Synopsis: Paris, un matin. Une poignée de jeunes, de milieux différents. Chacun de leur côté, ils entament un ballet étrange dans les dédales du métro et les rues de la capitale. Ils semblent suivre un plan. Leurs gestes sont précis, presque dangereux. Ils convergent vers un même point, un Grand Magasin, au moment où il ferme ses portes. La nuit commence.
Un reproche souvent fait au cinéma français, en pointant notamment le fait qu’il s’agit d’une différence notable avec son cousin américain est cette difficulté à se saisir de sujets brûlants, qu’il s’agisse de faits récents ou d’événements qui ont laissé des blessures profondes dans la société française. Il s’agit à vrai dire plus d’une frilosité des producteurs liés au mode de financement des films, que d’une absence de volonté des scénaristes et réalisateurs.
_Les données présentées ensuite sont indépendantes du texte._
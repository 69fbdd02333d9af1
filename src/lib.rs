//! # Railway conflict-management annealing toolkit
//!
//! Tools for running QUBO instances on Chimera-structured annealers.
//! Provides the smallest-lattice embedding search and batched, resumable
//! parameter sweeps with on-disk result caching.

// Core modules
pub mod error;
pub mod qubo;
pub mod topology;
pub mod embedding;
pub mod sampler;

// Tool modules
pub mod search;
pub mod sweep;

// Re-exports for convenience
pub use error::{RcmError, Result};
pub use qubo::{BinaryQuadraticModel, Variable, Vartype};
pub use topology::{chimera, ChimeraShape, Qubit, SolverProfile, Topology};
pub use embedding::{embed_bqm, unembed_sampleset, ChainBreakMethod, Embedding};
pub use sampler::{AnnealingSampler, AnswerMode, SampleSet, Sampler, StructuredMock};
pub use search::{
    find_min_size, EmbeddingOracle, GreedyChainOracle, SearchOutcome, SearchParams, SizeRange,
};
pub use sweep::{run_experiment, ExperimentConfig, ExperimentRunner, SweepSummary};

use std::path::Path;

/// Crate version
pub const VERSION: &str = env!("CARGO_PKG_VERSION");

/// Find the smallest square Chimera lattice that embeds a COO instance
///
/// The instance is read as a binary model and searched with the
/// [`GreedyChainOracle`].
pub fn find_min_chimera<P: AsRef<Path>>(
    instance: P,
    range: SizeRange,
    params: &SearchParams,
) -> Result<SearchOutcome> {
    search::validate(&range, params)?;
    let bqm = qubo::load_coo(instance, Vartype::Binary)?;
    find_min_size(&bqm.interaction_graph(), range, params, &GreedyChainOracle::new())
}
Ne serait-ce que pour cette raison, la sortie de Nocturama qui plus est mis en scène par un réalisateur aussi respecté et établi que Bertrand Bonello est un événement.
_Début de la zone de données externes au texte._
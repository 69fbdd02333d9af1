//! Sample sets returned by samplers
//!
//! A sample set holds one record per distinct read (or per read, in raw
//! answer mode): the assignment, its energy and how often it occurred.
//! Raw batch results are cached as the serde JSON form of this type and
//! aggregated results are written as CSV.

use crate::qubo::{BinaryQuadraticModel, Label, Vartype};
use crate::{RcmError, Result};
use serde::{Deserialize, Serialize};
use std::collections::{BTreeMap, HashMap};
use std::io::Write;

/// Render a float in the spelling used by CSV cells and cache file names
///
/// Whole numbers keep one decimal place (`1.0`). Values with a decimal
/// exponent below -4 or from 16 up use scientific notation with a signed,
/// at least two-digit exponent (`1e-05`, `1.5e+16`). Everything else is the
/// shortest decimal that round-trips.
pub fn format_float(value: f64) -> String {
    if value.is_nan() {
        return "nan".to_string();
    }
    if value.is_infinite() {
        return if value > 0.0 { "inf" } else { "-inf" }.to_string();
    }

    let scientific = format!("{:e}", value);
    let exponent = scientific
        .split_once('e')
        .and_then(|(mantissa, exponent)| Some((mantissa, exponent.parse::<i32>().ok()?)));

    match exponent {
        Some((mantissa, exponent)) if !(-4..16).contains(&exponent) => {
            let sign = if exponent < 0 { '-' } else { '+' };
            format!("{}e{}{:02}", mantissa, sign, exponent.abs())
        }
        _ => {
            let plain = value.to_string();
            if plain.contains('.') {
                plain
            } else {
                format!("{}.0", plain)
            }
        }
    }
}

/// One returned assignment
#[derive(Debug, Clone, PartialEq, Serialize, Deserialize)]
pub struct SampleRecord {
    /// Values in the order of the sample set's variables
    pub sample: Vec<i8>,
    /// Energy of the assignment
    pub energy: f64,
    /// Number of reads that returned this assignment
    pub num_occurrences: u64,
    /// Fraction of broken chains, for unembedded results
    #[serde(default, skip_serializing_if = "Option::is_none")]
    pub chain_break_fraction: Option<f64>,
}

/// Collection of sampled assignments over a fixed variable order
#[derive(Debug, Clone, PartialEq, Serialize, Deserialize)]
#[serde(bound = "V: Label")]
pub struct SampleSet<V> {
    variables: Vec<V>,
    vartype: Vartype,
    records: Vec<SampleRecord>,
    #[serde(default)]
    info: BTreeMap<String, serde_json::Value>,
}

impl<V: Label> SampleSet<V> {
    /// Create an empty sample set
    pub fn new(variables: Vec<V>, vartype: Vartype) -> Self {
        Self {
            variables,
            vartype,
            records: Vec::new(),
            info: BTreeMap::new(),
        }
    }

    /// Build a raw sample set from assignments, computing energies from `bqm`
    pub fn from_samples(
        bqm: &BinaryQuadraticModel<V>,
        variables: Vec<V>,
        samples: Vec<Vec<i8>>,
    ) -> Result<Self> {
        let mut set = Self::new(variables, bqm.vartype());
        let position: HashMap<V, usize> = set
            .variables
            .iter()
            .enumerate()
            .map(|(i, &v)| (v, i))
            .collect();

        if let Some(v) = bqm.variables().find(|v| !position.contains_key(v)) {
            return Err(RcmError::sampler_error(format!(
                "model variable {} missing from the sample variables",
                v
            )));
        }

        for sample in samples {
            if sample.len() != set.variables.len() {
                return Err(RcmError::sampler_error(format!(
                    "sample has {} values for {} variables",
                    sample.len(),
                    set.variables.len()
                )));
            }
            let energy = bqm.energy(|v| sample[position[&v]]);
            set.push(SampleRecord {
                sample,
                energy,
                num_occurrences: 1,
                chain_break_fraction: None,
            })?;
        }

        Ok(set)
    }

    /// Append a record after checking its shape and values
    pub fn push(&mut self, record: SampleRecord) -> Result<()> {
        if record.sample.len() != self.variables.len() {
            return Err(RcmError::sampler_error(format!(
                "sample has {} values for {} variables",
                record.sample.len(),
                self.variables.len()
            )));
        }
        if let Some(&value) = record.sample.iter().find(|&&x| !self.vartype.contains(x)) {
            return Err(RcmError::sampler_error(format!(
                "value {} is not {}",
                value, self.vartype
            )));
        }

        self.records.push(record);
        Ok(())
    }

    /// Variables in column order
    pub fn variables(&self) -> &[V] {
        &self.variables
    }

    /// Sample vartype
    pub fn vartype(&self) -> Vartype {
        self.vartype
    }

    /// All records
    pub fn records(&self) -> &[SampleRecord] {
        &self.records
    }

    /// Number of records
    pub fn len(&self) -> usize {
        self.records.len()
    }

    /// Whether the set holds no records
    pub fn is_empty(&self) -> bool {
        self.records.is_empty()
    }

    /// Total number of reads represented
    pub fn num_reads(&self) -> u64 {
        self.records.iter().map(|r| r.num_occurrences).sum()
    }

    /// Lowest-energy record
    pub fn lowest(&self) -> Option<&SampleRecord> {
        self.records
            .iter()
            .min_by(|a, b| a.energy.total_cmp(&b.energy))
    }

    /// Free-form solver information
    pub fn info(&self) -> &BTreeMap<String, serde_json::Value> {
        &self.info
    }

    /// Attach a solver information entry
    pub fn set_info(&mut self, key: impl Into<String>, value: serde_json::Value) {
        self.info.insert(key.into(), value);
    }

    /// Merge identical assignments, summing their occurrences
    ///
    /// Records keep the order in which each assignment first appeared.
    pub fn aggregate(&self) -> Self {
        let mut merged: Vec<SampleRecord> = Vec::new();
        let mut seen: HashMap<&[i8], usize> = HashMap::new();

        for record in &self.records {
            match seen.get(record.sample.as_slice()) {
                Some(&i) => merged[i].num_occurrences += record.num_occurrences,
                None => {
                    seen.insert(record.sample.as_slice(), merged.len());
                    merged.push(record.clone());
                }
            }
        }

        Self {
            variables: self.variables.clone(),
            vartype: self.vartype,
            records: merged,
            info: self.info.clone(),
        }
    }

    /// Concatenate sample sets over the same variables, in order
    ///
    /// Later sets may list their variables in a different order; their
    /// columns are permuted to match the first set.
    pub fn concatenate(sets: &[SampleSet<V>]) -> Result<Self> {
        let first = sets
            .first()
            .ok_or_else(|| RcmError::sampler_error("cannot concatenate zero sample sets"))?;
        let mut combined = Self::new(first.variables.clone(), first.vartype);
        let position: HashMap<V, usize> = first
            .variables
            .iter()
            .enumerate()
            .map(|(i, &v)| (v, i))
            .collect();

        for set in sets {
            if set.vartype != first.vartype {
                return Err(RcmError::sampler_error("sample sets have different vartypes"));
            }
            if set.variables.len() != first.variables.len()
                || set.variables.iter().any(|v| !position.contains_key(v))
            {
                return Err(RcmError::sampler_error("sample sets have different variables"));
            }

            if set.variables == first.variables {
                combined.records.extend(set.records.iter().cloned());
                continue;
            }

            for record in &set.records {
                let mut sample = vec![0; record.sample.len()];
                for (value, v) in record.sample.iter().zip(&set.variables) {
                    sample[position[v]] = *value;
                }
                combined.records.push(SampleRecord { sample, ..record.clone() });
            }
        }

        Ok(combined)
    }

    /// Parse the JSON form
    pub fn from_json(json: &str) -> Result<Self> {
        let set: Self = serde_json::from_str(json)?;
        for record in &set.records {
            if record.sample.len() != set.variables.len() {
                return Err(RcmError::serialization_error(
                    "sample length does not match variables",
                ));
            }
        }
        Ok(set)
    }

    /// Render the JSON form
    pub fn to_json(&self) -> Result<String> {
        Ok(serde_json::to_string(self)?)
    }

    /// Write the set as CSV with a header row and no index column
    ///
    /// Columns are the variables followed by `energy`, `num_occurrences` and,
    /// when any record carries one, `chain_break_fraction`.
    pub fn write_csv<W: Write>(&self, writer: W) -> Result<()> {
        let with_breaks = self.records.iter().any(|r| r.chain_break_fraction.is_some());
        let mut csv = csv::Writer::from_writer(writer);

        let mut header: Vec<String> = self.variables.iter().map(|v| v.to_string()).collect();
        header.push("energy".to_string());
        header.push("num_occurrences".to_string());
        if with_breaks {
            header.push("chain_break_fraction".to_string());
        }
        csv.write_record(&header)?;

        for record in &self.records {
            let mut row: Vec<String> = record.sample.iter().map(|x| x.to_string()).collect();
            row.push(format_float(record.energy));
            row.push(record.num_occurrences.to_string());
            if with_breaks {
                row.push(format_float(record.chain_break_fraction.unwrap_or(0.0)));
            }
            csv.write_record(&row)?;
        }

        csv.flush()?;
        Ok(())
    }
}

#[cfg(test)]
mod tests {
    use super::*;
    use crate::qubo::Variable;

    fn model() -> BinaryQuadraticModel<Variable> {
        let mut bqm = BinaryQuadraticModel::new(Vartype::Binary);
        bqm.add_variable(Variable(0), 1.0);
        bqm.add_interaction(Variable(0), Variable(1), -2.0);
        bqm
    }

    fn set(samples: Vec<Vec<i8>>) -> SampleSet<Variable> {
        SampleSet::from_samples(&model(), vec![Variable(0), Variable(1)], samples).unwrap()
    }

    #[test]
    fn test_energies_computed() {
        let set = set(vec![vec![1, 1], vec![1, 0], vec![0, 0]]);
        let energies: Vec<f64> = set.records().iter().map(|r| r.energy).collect();
        assert_eq!(energies, vec![-1.0, 1.0, 0.0]);
        assert_eq!(set.lowest().unwrap().sample, vec![1, 1]);
    }

    #[test]
    fn test_invalid_values_rejected() {
        let variables = vec![Variable(0), Variable(1)];
        let err = SampleSet::from_samples(&model(), variables, vec![vec![1, -1]]);
        assert!(err.is_err());
    }

    #[test]
    fn test_aggregate() {
        let set = set(vec![vec![1, 1], vec![0, 0], vec![1, 1]]).aggregate();
        assert_eq!(set.len(), 2);
        assert_eq!(set.records()[0].num_occurrences, 2);
        assert_eq!(set.num_reads(), 3);
    }

    #[test]
    fn test_concatenate_keeps_order() {
        let a = set(vec![vec![1, 1]]);
        let b = set(vec![vec![0, 0], vec![1, 0]]);
        let combined = SampleSet::concatenate(&[a, b]).unwrap();

        let samples: Vec<&[i8]> = combined.records().iter().map(|r| r.sample.as_slice()).collect();
        assert_eq!(samples, vec![&[1, 1][..], &[0, 0][..], &[1, 0][..]]);
    }

    #[test]
    fn test_concatenate_permutes_columns() {
        let a = set(vec![vec![1, 0]]);
        let mut b = SampleSet::new(vec![Variable(1), Variable(0)], Vartype::Binary);
        b.push(SampleRecord {
            sample: vec![1, 0],
            energy: 0.0,
            num_occurrences: 1,
            chain_break_fraction: None,
        })
        .unwrap();

        let combined = SampleSet::concatenate(&[a, b]).unwrap();
        assert_eq!(combined.records()[1].sample, vec![0, 1]);
    }

    #[test]
    fn test_concatenate_rejects_mismatch() {
        let a = set(vec![vec![1, 1]]);
        let b = SampleSet::new(vec![Variable(0), Variable(2)], Vartype::Binary);
        assert!(SampleSet::concatenate(&[a, b]).is_err());
        assert!(SampleSet::<Variable>::concatenate(&[]).is_err());
    }

    #[test]
    fn test_json_round_trip() {
        let mut original = set(vec![vec![1, 0], vec![0, 1]]);
        original.set_info("num_sweeps", serde_json::json!(10));
        let parsed = SampleSet::<Variable>::from_json(&original.to_json().unwrap()).unwrap();
        assert_eq!(parsed, original);
    }

    #[test]
    fn test_csv_layout() {
        let mut buffer = Vec::new();
        set(vec![vec![1, 1], vec![0, 1]]).write_csv(&mut buffer).unwrap();

        let text = String::from_utf8(buffer).unwrap();
        assert_eq!(text, "0,1,energy,num_occurrences\n1,1,-1.0,1\n0,1,0.0,1\n");
    }

    #[test]
    fn test_csv_float_cells() {
        let mut set = SampleSet::new(vec![Variable(0)], Vartype::Binary);
        set.push(SampleRecord {
            sample: vec![1],
            energy: -2.5e-7,
            num_occurrences: 3,
            chain_break_fraction: Some(0.0),
        })
        .unwrap();
        set.push(SampleRecord {
            sample: vec![0],
            energy: 4.0,
            num_occurrences: 1,
            chain_break_fraction: Some(0.5),
        })
        .unwrap();

        let mut buffer = Vec::new();
        set.write_csv(&mut buffer).unwrap();
        let text = String::from_utf8(buffer).unwrap();
        assert_eq!(
            text,
            "0,energy,num_occurrences,chain_break_fraction\n1,-2.5e-07,3,0.0\n0,4.0,1,0.5\n"
        );
    }

    #[test]
    fn test_float_spelling() {
        assert_eq!(format_float(1.0), "1.0");
        assert_eq!(format_float(-1.0), "-1.0");
        assert_eq!(format_float(0.0), "0.0");
        assert_eq!(format_float(0.5), "0.5");
        assert_eq!(format_float(1.25), "1.25");
        assert_eq!(format_float(0.0001), "0.0001");
        assert_eq!(format_float(1e-5), "1e-05");
        assert_eq!(format_float(1e15), "1000000000000000.0");
        assert_eq!(format_float(1e16), "1e+16");
        assert_eq!(format_float(1.5e16), "1.5e+16");
        assert_eq!(format_float(1e100), "1e+100");
        assert_eq!(format_float(f64::NAN), "nan");
        assert_eq!(format_float(f64::INFINITY), "inf");
    }
}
Oublié ou écarté de la sélection officielle du festival de Cannes selon les versions (Thierry Frémaux prétendant ne pas avoir vu le film, quand Bertrand Bonello confirme qu’il a bien été visionné par le comité de sélection), volontairement oublié par la quinzaine des réalisateurs (Edouard Waintrop affichant son désaccord avec le contenu politique du film), précédé d’une réputation sulfureuse en raison de son script écrit en 2010 mais qui fait écho avec la vague d’attentats qui a frappé notre pays depuis novembre 2015, Nocturama est un OVNI dans le paysage cinématographique français, un film d’une puissance et d’une radicalité qui vous saisissent dès la première scène.
Après avoir posé son regard sur l’une des plus belles réussites du capitalisme français en ne faisant toutefois pas preuve de complaisance et en s’attardant sur les aspects les plus sombres (ses détracteurs diraient plutôt ses aspects les plus spectaculaires) de la personnalité d’Yves Saint Laurent, Bonello fait le grand écart, quittant les salons mondains pour ce récit, condensé en 24 heures, du passage à l’acte de jeunes garçons et filles en révolte contre la société.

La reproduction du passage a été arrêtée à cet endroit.